### Dataset entries:

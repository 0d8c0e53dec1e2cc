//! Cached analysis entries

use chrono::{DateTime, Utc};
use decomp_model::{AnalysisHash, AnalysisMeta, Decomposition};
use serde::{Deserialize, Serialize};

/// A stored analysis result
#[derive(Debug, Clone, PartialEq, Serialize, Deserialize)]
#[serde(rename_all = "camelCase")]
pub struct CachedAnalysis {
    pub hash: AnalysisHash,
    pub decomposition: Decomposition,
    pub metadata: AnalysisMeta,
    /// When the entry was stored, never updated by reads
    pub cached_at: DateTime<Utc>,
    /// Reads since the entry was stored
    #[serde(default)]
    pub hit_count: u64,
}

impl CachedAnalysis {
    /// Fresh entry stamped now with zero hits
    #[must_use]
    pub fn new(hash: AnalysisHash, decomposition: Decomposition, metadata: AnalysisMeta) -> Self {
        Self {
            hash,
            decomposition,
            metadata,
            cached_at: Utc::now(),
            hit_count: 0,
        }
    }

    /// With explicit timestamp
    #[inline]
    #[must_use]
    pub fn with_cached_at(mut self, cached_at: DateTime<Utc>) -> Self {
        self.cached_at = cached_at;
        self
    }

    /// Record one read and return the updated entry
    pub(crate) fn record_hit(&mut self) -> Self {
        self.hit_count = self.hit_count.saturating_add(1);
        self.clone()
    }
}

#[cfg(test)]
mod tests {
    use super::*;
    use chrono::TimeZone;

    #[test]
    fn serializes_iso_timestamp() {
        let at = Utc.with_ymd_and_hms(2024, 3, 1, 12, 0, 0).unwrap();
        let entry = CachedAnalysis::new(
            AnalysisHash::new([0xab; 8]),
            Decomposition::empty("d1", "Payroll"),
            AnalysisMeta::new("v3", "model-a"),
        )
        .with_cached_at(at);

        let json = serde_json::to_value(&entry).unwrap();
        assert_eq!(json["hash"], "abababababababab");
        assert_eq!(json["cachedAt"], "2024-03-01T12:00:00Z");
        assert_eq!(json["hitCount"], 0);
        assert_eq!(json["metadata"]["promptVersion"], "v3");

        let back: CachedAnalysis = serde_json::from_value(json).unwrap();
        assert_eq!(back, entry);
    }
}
--
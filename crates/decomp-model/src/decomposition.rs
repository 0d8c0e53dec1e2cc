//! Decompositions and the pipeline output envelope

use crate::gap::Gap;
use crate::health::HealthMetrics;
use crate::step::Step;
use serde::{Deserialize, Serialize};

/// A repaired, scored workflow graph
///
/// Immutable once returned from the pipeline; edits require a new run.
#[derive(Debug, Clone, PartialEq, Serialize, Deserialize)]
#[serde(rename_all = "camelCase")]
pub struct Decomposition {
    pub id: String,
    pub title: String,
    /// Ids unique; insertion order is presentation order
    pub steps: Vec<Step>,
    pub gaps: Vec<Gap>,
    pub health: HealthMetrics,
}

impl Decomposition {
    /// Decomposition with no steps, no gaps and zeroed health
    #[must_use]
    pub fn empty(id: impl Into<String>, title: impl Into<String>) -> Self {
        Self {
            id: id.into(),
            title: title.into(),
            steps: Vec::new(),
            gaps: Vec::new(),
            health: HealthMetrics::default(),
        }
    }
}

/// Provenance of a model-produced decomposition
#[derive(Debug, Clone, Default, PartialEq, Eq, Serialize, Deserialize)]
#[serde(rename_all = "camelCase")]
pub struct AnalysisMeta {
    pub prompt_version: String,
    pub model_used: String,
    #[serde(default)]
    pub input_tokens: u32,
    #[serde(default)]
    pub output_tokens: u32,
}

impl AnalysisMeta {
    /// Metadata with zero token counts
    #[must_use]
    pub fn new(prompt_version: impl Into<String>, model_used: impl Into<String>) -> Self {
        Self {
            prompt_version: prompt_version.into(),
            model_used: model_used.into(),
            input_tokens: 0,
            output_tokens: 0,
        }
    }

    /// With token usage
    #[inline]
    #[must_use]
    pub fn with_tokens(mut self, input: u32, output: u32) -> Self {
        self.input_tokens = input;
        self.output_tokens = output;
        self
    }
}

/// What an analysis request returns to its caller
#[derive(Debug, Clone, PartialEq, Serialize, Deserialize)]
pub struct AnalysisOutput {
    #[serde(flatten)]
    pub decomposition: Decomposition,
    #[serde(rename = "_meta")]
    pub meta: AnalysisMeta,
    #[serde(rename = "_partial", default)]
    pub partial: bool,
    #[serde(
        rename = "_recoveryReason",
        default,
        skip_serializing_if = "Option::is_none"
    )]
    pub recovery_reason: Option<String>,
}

### Exercise objective:
Throughout the records, the word "struct" shows up on certain lines. Report how many lines, with only the number.

### Expected answer:
4